#### Work to be completed:
Output the lines below exactly, please, from the first line until the line with "bytes get overwritten.", counting both.
── Records ──
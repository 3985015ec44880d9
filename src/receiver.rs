//! Receive assembler
//!
//! Collects received bytes into a fixed frame buffer until a frame is complete:
//!
//! 1. Frame ends with the terminator `\r\n`
//! 2. Frame ends with the send prompt `> `
//! 3. A `+IPD` frame received its full announced payload
//! 4. The watchdog forced a flush
//!
//! A `+IPD` frame is held open until its payload is complete, as the payload may contain a terminator.
use crate::parser::{find, IpdHeader, IPD_PREFIX};

const TERMINATOR: &[u8] = b"\r\n";
const PROMPT: &[u8] = b"> ";

/// Result of a frame completion check
#[derive(Copy, Clone, Debug, PartialEq, Eq)]
pub(crate) enum FrameState {
    /// More bytes are expected
    Incomplete,
    /// Frame is empty or just a terminator, buffer was reset
    Discarded,
    /// Frame is ready for parsing
    Complete,
}

/// Frame buffer of the receive path
pub(crate) struct Receiver<const RX_SIZE: usize> {
    buffer: [u8; RX_SIZE],

    /// Fill length, wraps at RX_SIZE
    length: usize,

    /// Frame length at which a started `+IPD` payload is complete
    payload_end: Option<usize>,
}

impl<const RX_SIZE: usize> Receiver<RX_SIZE> {
    pub(crate) const fn new() -> Self {
        Self {
            buffer: [0x0; RX_SIZE],
            length: 0,
            payload_end: None,
        }
    }

    /// Appends a byte. On overflow the index wraps and previously buffered bytes get overwritten.
    pub(crate) fn push(&mut self, byte: u8) {
        self.buffer[self.length] = byte;
        self.length = (self.length + 1) % RX_SIZE;

        if self.length == 0 {
            warn!("Receive buffer overflow, {} bytes discarded", RX_SIZE);
            self.payload_end = None;
        }
    }

    /// Checks whether the buffered bytes form a complete frame. Called after every pushed byte.
    pub(crate) fn poll(&mut self) -> FrameState {
        if self.length < TERMINATOR.len() {
            return FrameState::Incomplete;
        }

        if self.frame() == TERMINATOR {
            self.reset();
            return FrameState::Discarded;
        }

        // Header of socket data is complete once its colon arrived
        if self.payload_end.is_none() && self.buffer[self.length - 1] == b':' {
            if let Some(IpdHeader::Complete { length, .. }) = self.ipd_header() {
                // Payload exceeding the buffer gets truncated
                self.payload_end = Some(self.length.saturating_add(length).min(RX_SIZE - 1));
            }
        }

        if let Some(end) = self.payload_end {
            return match self.length >= end {
                true => FrameState::Complete,
                false => FrameState::Incomplete,
            };
        }

        let frame = self.frame();
        if !frame.ends_with(TERMINATOR) && !frame.ends_with(PROMPT) {
            return FrameState::Incomplete;
        }

        match self.ipd_header() {
            Some(IpdHeader::Incomplete) => FrameState::Incomplete,
            _ => FrameState::Complete,
        }
    }

    /// Completes the pending frame, used on watchdog expiry.
    ///
    /// Text frames get a synthetic terminator. Socket data is completed as received, so the
    /// terminator never ends up in the payload.
    pub(crate) fn force(&mut self) -> FrameState {
        if self.length == 0 {
            self.reset();
            return FrameState::Discarded;
        }

        if self.payload_end.is_none() {
            // A full buffer gets its tail overwritten instead of wrapping around
            self.length = self.length.min(RX_SIZE - 1 - TERMINATOR.len());
            TERMINATOR.iter().for_each(|byte| self.push(*byte));
        }

        if self.frame() == TERMINATOR {
            self.reset();
            return FrameState::Discarded;
        }

        FrameState::Complete
    }

    /// Currently buffered bytes
    pub(crate) fn frame(&self) -> &[u8] {
        &self.buffer[..self.length]
    }

    /// Empties the buffer
    pub(crate) fn reset(&mut self) {
        self.length = 0;
        self.payload_end = None;
    }

    /// Parses the `+IPD` header of the current frame, None if the frame contains no socket data
    fn ipd_header(&self) -> Option<IpdHeader> {
        let frame = self.frame();
        let header_start = find(frame, IPD_PREFIX)? + IPD_PREFIX.len();

        Some(IpdHeader::parse(&frame[header_start..]))
    }
}
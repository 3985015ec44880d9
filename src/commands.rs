use crate::responses::NoResponse;
use crate::stack::Error as StackError;
use crate::status::Status;
use crate::wifi::JoinError;
use atat::atat_derive::AtatCmd;
use atat::heapless::String;
use core::fmt::Write;
use embedded_nal::SocketAddrV4;

/// Keep alive interval of TCP connections in seconds
const TCP_KEEP_ALIVE: u16 = 7200;

/// Trait for mapping failed command statuses
pub trait CommandErrorHandler {
    type Error;

    /// Maps the status of a command which was not confirmed by OK
    fn command_error(&self, status: Status) -> Self::Error;
}

/// Connectivity test
#[derive(Clone, AtatCmd)]
#[at_cmd("", NoResponse, timeout_ms = 250)]
pub struct AttentionCommand;

/// Disables command echo
#[derive(Clone, AtatCmd)]
#[at_cmd("E0", NoResponse, timeout_ms = 250)]
pub struct DisableEchoCommand;

/// Enables/Disables multiple connections
#[derive(Clone, AtatCmd)]
#[at_cmd("+CIPMUX", NoResponse, timeout_ms = 250)]
pub struct SetMultipleConnectionsCommand {
    /// 0: single connection, 1: multiple connections
    mode: usize,
}

impl SetMultipleConnectionsCommand {
    /// Enables multiple connections
    pub fn multiple() -> Self {
        Self { mode: 1 }
    }
}

/// Sets the WIFI mode and stores it in flash
#[derive(Clone, Default, AtatCmd)]
#[at_cmd("+CWMODE_DEF", NoResponse, timeout_ms = 250)]
pub struct WifiModeCommand {
    /// WIFI mode:
    ///     1: Station mode.
    ///     2: SoftAP mode.
    ///     3: SoftAP+Station mode.
    mode: usize,
}

impl WifiModeCommand {
    pub fn station_mode() -> Self {
        Self { mode: 1 }
    }
}

impl CommandErrorHandler for WifiModeCommand {
    type Error = JoinError;

    fn command_error(&self, status: Status) -> Self::Error {
        JoinError::ModeError(status)
    }
}

/// Joins the given access point and stores the credentials in flash.
/// Association and DHCP may take several seconds.
#[derive(Clone, Default, AtatCmd)]
#[at_cmd("+CWJAP_DEF", NoResponse, timeout_ms = 16_000)]
pub struct AccessPointConnectCommand {
    /// The SSID of the target access point
    ssid: String<32>,

    /// The password/key of the target access point
    password: String<64>,
}

impl AccessPointConnectCommand {
    pub fn new(ssid: &str, password: &str) -> Result<Self, JoinError> {
        let mut command = Self::default();
        command.ssid.push_str(ssid).map_err(|_| JoinError::InvalidSSIDLength)?;
        command
            .password
            .push_str(password)
            .map_err(|_| JoinError::InvalidPasswordLength)?;

        Ok(command)
    }
}

impl CommandErrorHandler for AccessPointConnectCommand {
    type Error = JoinError;

    fn command_error(&self, status: Status) -> Self::Error {
        JoinError::ConnectError(status)
    }
}

/// Leaves the current access point
#[derive(Clone, AtatCmd)]
#[at_cmd("+CWQAP", NoResponse, timeout_ms = 250)]
pub struct AccessPointDisconnectCommand;

/// Queries the station IP, answered by `+CIPSTA:ip:"<ip>"`
#[derive(Clone, AtatCmd)]
#[at_cmd("+CIPSTA?", NoResponse, timeout_ms = 250)]
pub struct ObtainStationAddressCommand;

/// Starts the TCP server
#[derive(Clone, AtatCmd)]
#[at_cmd("+CIPSERVER", NoResponse, timeout_ms = 250)]
pub struct ServerStartCommand {
    /// 1: create server
    mode: usize,

    /// Listening port
    port: u16,
}

impl ServerStartCommand {
    pub fn new(port: u16) -> Self {
        Self { mode: 1, port }
    }
}

impl CommandErrorHandler for ServerStartCommand {
    type Error = StackError;

    fn command_error(&self, status: Status) -> Self::Error {
        StackError::ServerError(status)
    }
}

/// Stops the TCP server
#[derive(Clone, AtatCmd)]
#[at_cmd("+CIPSERVER", NoResponse, timeout_ms = 250)]
pub struct ServerStopCommand {
    /// 0: delete server
    mode: usize,
}

impl ServerStopCommand {
    pub fn new() -> Self {
        Self { mode: 0 }
    }
}

impl CommandErrorHandler for ServerStopCommand {
    type Error = StackError;

    fn command_error(&self, status: Status) -> Self::Error {
        StackError::ServerError(status)
    }
}

/// Sets the timeout of server connections
#[derive(Clone, AtatCmd)]
#[at_cmd("+CIPSTO", NoResponse, timeout_ms = 250)]
pub struct ServerTimeoutCommand {
    /// Timeout in seconds, 0 = never
    timeout: u16,
}

impl ServerTimeoutCommand {
    /// Connections never time out
    pub fn disabled() -> Self {
        Self { timeout: 0 }
    }
}

impl CommandErrorHandler for ServerTimeoutCommand {
    type Error = StackError;

    fn command_error(&self, status: Status) -> Self::Error {
        StackError::ServerError(status)
    }
}

/// Establishes a TCP connection
#[derive(Clone, AtatCmd)]
#[at_cmd("+CIPSTART", NoResponse, timeout_ms = 5_000)]
pub struct ConnectCommand {
    /// Socket ID
    link_id: usize,

    /// Connection type
    connection_type: String<3>,

    /// Remote IPv4 address
    remote_host: String<15>,

    /// Remote port
    port: u16,

    /// TCP keep alive interval
    keep_alive: u16,
}

impl ConnectCommand {
    /// Establishes a IPv4 TCP connection
    pub fn tcp_v4(link_id: usize, remote: SocketAddrV4) -> Self {
        let mut connection_type = String::new();
        let _ = connection_type.push_str("TCP");

        // Dotted quad never exceeds 15 chars
        let mut remote_host = String::new();
        let _ = write!(remote_host, "{}", remote.ip());

        Self {
            link_id,
            connection_type,
            remote_host,
            port: remote.port(),
            keep_alive: TCP_KEEP_ALIVE,
        }
    }
}

impl CommandErrorHandler for ConnectCommand {
    type Error = StackError;

    fn command_error(&self, status: Status) -> Self::Error {
        StackError::ConnectError(status)
    }
}

/// Initiates the transmission of data, answered by the `> ` prompt
#[derive(Clone, AtatCmd)]
#[at_cmd("+CIPSEND", NoResponse, timeout_ms = 600)]
pub struct TransmissionPrepareCommand {
    /// Socket ID
    link_id: usize,

    /// Length of the data to send
    length: usize,
}

impl TransmissionPrepareCommand {
    pub fn new(link_id: usize, length: usize) -> Self {
        Self { link_id, length }
    }
}

impl CommandErrorHandler for TransmissionPrepareCommand {
    type Error = StackError;

    fn command_error(&self, status: Status) -> Self::Error {
        StackError::TransmissionStartFailed(status)
    }
}

/// Closes a socket
#[derive(Clone, AtatCmd)]
#[at_cmd("+CIPCLOSE", NoResponse, timeout_ms = 250)]
pub struct CloseSocketCommand {
    /// Socket ID
    link_id: usize,
}

impl CloseSocketCommand {
    pub fn new(link_id: usize) -> Self {
        Self { link_id }
    }
}

impl CommandErrorHandler for CloseSocketCommand {
    type Error = StackError;

    fn command_error(&self, status: Status) -> Self::Error {
        StackError::CloseError(status)
    }
}
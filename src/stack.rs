//! # TCP sockets and server
//!
//! Up to `N` sockets are multiplexed over the AT link, addressed by their link id. Sockets get
//! created either by [Adapter::open_socket] or by the TCP server when a remote client connects.
//! Received payloads are buffered per socket, one unread payload at a time. They are either
//! pulled by [Adapter::receive_from_socket] or pushed to the registered hook on arrival.
//!
//! [TcpClientStack] of [embedded_nal] is implemented on top of these operations.
//!
//! ## Example
//!
//! ````
//! # use core::str::FromStr;
//! # use embedded_nal::SocketAddrV4;
//! # use esp_at_mux::example::{ExampleTimer, ExampleTransport};
//! # use esp_at_mux::wifi::{Adapter, Mode, WifiAdapter};
//! #
//! let mut adapter: Adapter<_, _, 1_000_000, 5, 256> = Adapter::new(ExampleTransport::default(), ExampleTimer::default());
//! adapter.init();
//! adapter.join("test_wifi", "secret", Mode::Blocking).unwrap();
//!
//! // Creating a TCP connection
//! let link_id = adapter.open_socket(SocketAddrV4::from_str("10.0.0.1:21").unwrap(), true, None).unwrap();
//!
//! // Sending some data
//! adapter.send_on_socket(link_id, b"hallo!").unwrap();
//!
//! // Receiving some data
//! let mut rx_buffer = [0x0; 64];
//! let length = adapter.receive_from_socket(link_id, &mut rx_buffer).unwrap();
//! assert_eq!(b"nice to see you!", &rx_buffer[..length]);
//!
//! // Closing socket
//! adapter.close_socket(link_id).unwrap();
//! ````
use crate::commands::{
    CloseSocketCommand, CommandErrorHandler, ConnectCommand, ServerStartCommand, ServerStopCommand,
    ServerTimeoutCommand, TransmissionPrepareCommand,
};
use crate::session::WifiState;
use crate::status::Status;
use crate::transport::Transport;
use crate::wifi::{Adapter, Mode, Outcome};
use embedded_nal::{SocketAddr, SocketAddrV4, TcpClientStack, TcpError, TcpErrorKind};
use fugit_timer::Timer;

/// Max. payload length of a single CIPSEND command
const MAX_CHUNK_SIZE: usize = 2048;

/// Network related errors
#[derive(Clone, Debug, PartialEq, Eq)]
pub enum Error {
    /// Access point connection is required
    NotConnected,

    /// No socket available, since the maximum number is in use
    NoSocketAvailable,

    /// Link id is out of range or does not map to a live socket
    InvalidSocket,

    /// Given socket handle is already connected to a remote
    AlreadyConnected,

    /// Port 0 is not allowed for the TCP server
    InvalidPort,

    /// Only IPv4 remotes are supported
    UnsupportedAddress,

    /// TCP server command failed
    ServerError(Status),

    /// TCP connect command failed
    ConnectError(Status),

    /// Preparing the transmission failed (CIPSEND command or missing prompt)
    TransmissionStartFailed(Status),

    /// Transmission of data was not confirmed by SEND OK
    SendFailed(Status),

    /// Socket close command failed
    CloseError(Status),

    /// Buffered payload does not fit into the given buffer
    ReceiveOverflow,
}

impl TcpError for Error {
    fn kind(&self) -> TcpErrorKind {
        match self {
            Error::InvalidSocket => TcpErrorKind::PipeClosed,
            _ => TcpErrorKind::Other,
        }
    }
}

/// Socket handle of [TcpClientStack]
#[derive(Debug)]
pub struct SocketHandle {
    /// Assigned on connect
    link_id: Option<usize>,
}

impl SocketHandle {
    /// Link id, None if not connected yet
    pub fn link_id(&self) -> Option<usize> {
        self.link_id
    }
}

impl<T: Transport, W: Timer<TIMER_HZ>, const TIMER_HZ: u32, const N: usize, const RX_SIZE: usize>
    Adapter<T, W, TIMER_HZ, N, RX_SIZE>
{
    /// Starts the TCP server on the given port and disables the server timeout
    pub fn start_tcp_server(&mut self, port: u16) -> Result<Status, Error> {
        if port == 0 {
            return Err(Error::InvalidPort);
        }

        let mut status = self.command(&ServerStartCommand::new(port))?;
        self.session.server_open = true;
        self.session.server_port = port;

        status |= self.command(&ServerTimeoutCommand::disabled())?;
        self.tcp_listen(true);

        debug!("TCP server listening on port {}", port);
        Ok(status)
    }

    /// Stops the TCP server
    pub fn stop_tcp_server(&mut self) -> Result<Status, Error> {
        let status = self.command(&ServerStopCommand::new())?;
        self.session.server_open = false;
        self.session.server_port = 0;

        Ok(status)
    }

    /// Enables/Disables receiving of unsolicited frames, e.g. incoming connections and data
    pub fn tcp_listen(&mut self, enable: bool) {
        self.transport.enable_receive_interrupt(enable);
    }

    /// Opens a TCP connection and returns its link id.
    ///
    /// The preferred link id is used if free, otherwise the lowest free one.
    /// If `keep_alive` is false, the socket gets closed as soon as its first payload is consumed.
    pub fn open_socket(
        &mut self,
        remote: SocketAddrV4,
        keep_alive: bool,
        preferred: Option<usize>,
    ) -> Result<usize, Error> {
        if self.session.wifi_state != WifiState::Connected {
            return Err(Error::NotConnected);
        }

        let link_id = match preferred {
            Some(link_id) if link_id < N && !self.session.sockets.is_occupied(link_id) => link_id,
            _ => self.session.sockets.next_free().ok_or(Error::NoSocketAvailable)?,
        };

        self.command(&ConnectCommand::tcp_v4(link_id, remote))?;

        // Socket gets created by the CONNECT frame, which may have been lost
        if !self.session.sockets.is_occupied(link_id) {
            warn!("Socket {} connected without CONNECT message", link_id);
            self.session.sockets.open(link_id);
        }

        if let Some(socket) = self.session.sockets.get_mut(link_id) {
            socket.keep_alive = keep_alive;
        }
        self.transport.enable_receive_interrupt(true);

        debug!("Socket {} connected to {:?}", link_id, remote);
        Ok(link_id)
    }

    /// Requests closing the socket. The slot gets released when the chip confirms by `CLOSED`.
    pub fn close_socket(&mut self, link_id: usize) -> Result<Status, Error> {
        self.assert_socket_alive(link_id)?;

        if let Some(socket) = self.session.sockets.get_mut(link_id) {
            socket.alive = false;
        }

        self.command(&CloseSocketCommand::new(link_id))
    }

    /// Sends the payload in chunks of max. 2048 bytes. Returns the status of the last chunk.
    pub fn send_on_socket(&mut self, link_id: usize, data: &[u8]) -> Result<Status, Error> {
        self.assert_socket_alive(link_id)?;

        let mut status = Status::NONE;
        for chunk in data.chunks(MAX_CHUNK_SIZE) {
            self.prepare_transmission(link_id, chunk.len())?;
            status = self.send_chunk(chunk)?;
        }

        Ok(status)
    }

    /// Copies the buffered payload into the given buffer and returns its length.
    ///
    /// Returns [nb::Error::WouldBlock] if no payload is buffered. Sockets without keep alive get
    /// closed after the payload was copied.
    pub fn receive_from_socket(&mut self, link_id: usize, buffer: &mut [u8]) -> nb::Result<usize, Error> {
        self.poll();

        let socket = self.session.sockets.get_mut(link_id).ok_or(Error::InvalidSocket)?;
        if !socket.data_ready {
            return Err(nb::Error::WouldBlock);
        }

        let length = socket.data.len();
        if buffer.len() < length {
            return Err(nb::Error::Other(Error::ReceiveOverflow));
        }

        buffer[..length].copy_from_slice(&socket.data);
        socket.clear();

        self.close_unless_kept_alive(link_id);
        Ok(length)
    }

    /// True if an unread payload is buffered for the given socket
    pub fn peek_ready(&self, link_id: usize) -> bool {
        self.session.sockets.get(link_id).is_some_and(|socket| socket.data_ready)
    }

    /// Unread payload of the given socket. Needs to be acknowledged by [Adapter::consume].
    pub fn peek_data(&self, link_id: usize) -> Option<&[u8]> {
        self.session
            .sockets
            .get(link_id)
            .filter(|socket| socket.data_ready)
            .map(|socket| socket.data())
    }

    /// Acknowledges the buffered payload, read by [Adapter::peek_data] or the hook
    pub fn consume(&mut self, link_id: usize) -> Result<(), Error> {
        let socket = self.session.sockets.get_mut(link_id).ok_or(Error::InvalidSocket)?;
        socket.clear();

        self.close_unless_kept_alive(link_id);
        Ok(())
    }

    /// True if the link id maps to a live socket
    pub fn valid_socket(&self, link_id: usize) -> bool {
        self.session.sockets.get(link_id).is_some_and(|socket| socket.alive)
    }

    /// Number of occupied socket slots
    pub fn socket_count(&self) -> usize {
        self.session.sockets.count()
    }

    /// Closes all sockets, power cycles and reinitializes the chip.
    /// The chip reconnects to the stored access point on its own.
    pub fn reboot(&mut self) -> Status {
        for link_id in 0..N {
            if !self.valid_socket(link_id) {
                continue;
            }

            if let Err(error) = self.close_socket(link_id) {
                warn!("Failed to close socket {} before reboot: {:?}", link_id, error);
            }
        }

        self.power_off();
        let status = self.init();
        self.session.set_connecting();
        status
    }

    /// Sends CIPSEND and waits until the chip is ready to receive the raw payload
    fn prepare_transmission(&mut self, link_id: usize, length: usize) -> Result<(), Error> {
        let command = TransmissionPrepareCommand::new(link_id, length);
        let mut status = self.send_command(&command, Status::RECV_PROMPT, Mode::Blocking).status();

        // OK is received before the prompt
        if status.is_ok() && !status.contains(Status::RECV_PROMPT) {
            status = self.await_status(Status::RECV_PROMPT | Status::ERROR, self.send_timeout).status();
        }

        if !status.contains(Status::RECV_PROMPT) || status.intersects(Status::ERROR | Status::FAIL) {
            return Err(command.command_error(status));
        }

        Ok(())
    }

    /// Writes the raw payload and waits for the transmission confirmation
    fn send_chunk(&mut self, data: &[u8]) -> Result<Status, Error> {
        let outcome = self.transmit(data, Status::SEND_OK | Status::FAIL | Status::ERROR, self.send_timeout);

        match outcome {
            Outcome::Completed(status) if status.contains(Status::SEND_OK) && !status.contains(Status::FAIL) => {
                Ok(status)
            }
            _ => Err(Error::SendFailed(outcome.status())),
        }
    }

    fn assert_socket_alive(&self, link_id: usize) -> Result<(), Error> {
        match self.valid_socket(link_id) {
            true => Ok(()),
            false => Err(Error::InvalidSocket),
        }
    }

    /// Closes the socket if keep alive is disabled. Failures are just logged.
    fn close_unless_kept_alive(&mut self, link_id: usize) {
        let Some(socket) = self.session.sockets.get(link_id) else {
            return;
        };
        if socket.keep_alive || !socket.alive {
            return;
        }

        if let Err(error) = self.close_socket(link_id) {
            warn!("Failed to close socket {} after receive: {:?}", link_id, error);
        }
    }
}

impl<T: Transport, W: Timer<TIMER_HZ>, const TIMER_HZ: u32, const N: usize, const RX_SIZE: usize> TcpClientStack
    for Adapter<T, W, TIMER_HZ, N, RX_SIZE>
{
    type TcpSocket = SocketHandle;
    type Error = Error;

    /// Returns a new unconnected socket. The link id is assigned on connect.
    fn socket(&mut self) -> Result<SocketHandle, Error> {
        match self.session.sockets.next_free() {
            Some(_) => Ok(SocketHandle { link_id: None }),
            None => Err(Error::NoSocketAvailable),
        }
    }

    /// Opens a new TCP connection with keep alive enabled. Only IPv4 is supported.
    fn connect(&mut self, socket: &mut SocketHandle, remote: SocketAddr) -> nb::Result<(), Error> {
        if let Some(link_id) = socket.link_id {
            if self.valid_socket(link_id) {
                return Err(nb::Error::Other(Error::AlreadyConnected));
            }
        }

        let SocketAddr::V4(remote) = remote else {
            return Err(nb::Error::Other(Error::UnsupportedAddress));
        };

        socket.link_id = Some(self.open_socket(remote, true, socket.link_id)?);
        Ok(())
    }

    fn send(&mut self, socket: &mut SocketHandle, buffer: &[u8]) -> nb::Result<usize, Error> {
        let link_id = socket.link_id.ok_or(Error::InvalidSocket)?;
        self.send_on_socket(link_id, buffer)?;

        Ok(buffer.len())
    }

    fn receive(&mut self, socket: &mut SocketHandle, buffer: &mut [u8]) -> nb::Result<usize, Error> {
        let link_id = socket.link_id.ok_or(Error::InvalidSocket)?;
        self.receive_from_socket(link_id, buffer)
    }

    /// Closes the socket. Sockets already closed by the remote side are just dropped.
    fn close(&mut self, socket: SocketHandle) -> Result<(), Error> {
        match socket.link_id {
            Some(link_id) if self.valid_socket(link_id) => self.close_socket(link_id).map(|_| ()),
            _ => Ok(()),
        }
    }
}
───
#### Answer section:
repository 3985015ec44880d9
filename src/receiver.rs
//! Receive assembler
//!
//! Collects received bytes into a fixed frame buffer until a frame is complete:
//!
//! 1. Frame ends with the terminator `\r\n`
//! 2. Frame ends with the send prompt `> `
//! 3. A `+IPD` frame received its full announced payload
//! 4. The watchdog forced a flush
//!
//! A `+IPD` frame is held open until its payload is complete, as the payload may contain a terminator.
use crate::parser::{find, IpdHeader, IPD_PREFIX};

const TERMINATOR: &[u8] = b"\r\n";
const PROMPT: &[u8] = b"> ";

/// Result of a frame completion check
#[derive(Copy, Clone, Debug, PartialEq, Eq)]
pub(crate) enum FrameState {
    /// More bytes are expected
    Incomplete,
    /// Frame is empty or just a terminator, buffer was reset
    Discarded,
    /// Frame is ready for parsing
    Complete,
}

/// Frame buffer of the receive path
pub(crate) struct Receiver<const RX_SIZE: usize> {
    buffer: [u8; RX_SIZE],

    /// Fill length, wraps at RX_SIZE
    length: usize,

    /// Frame length at which a started `+IPD` payload is complete
    payload_end: Option<usize>,
}

impl<const RX_SIZE: usize> Receiver<RX_SIZE> {
    pub(crate) const fn new() -> Self {
        Self {
            buffer: [0x0; RX_SIZE],
            length: 0,
            payload_end: None,
        }
    }

    /// Appends a byte. On overflow the index wraps and previously buffered bytes get overwritten.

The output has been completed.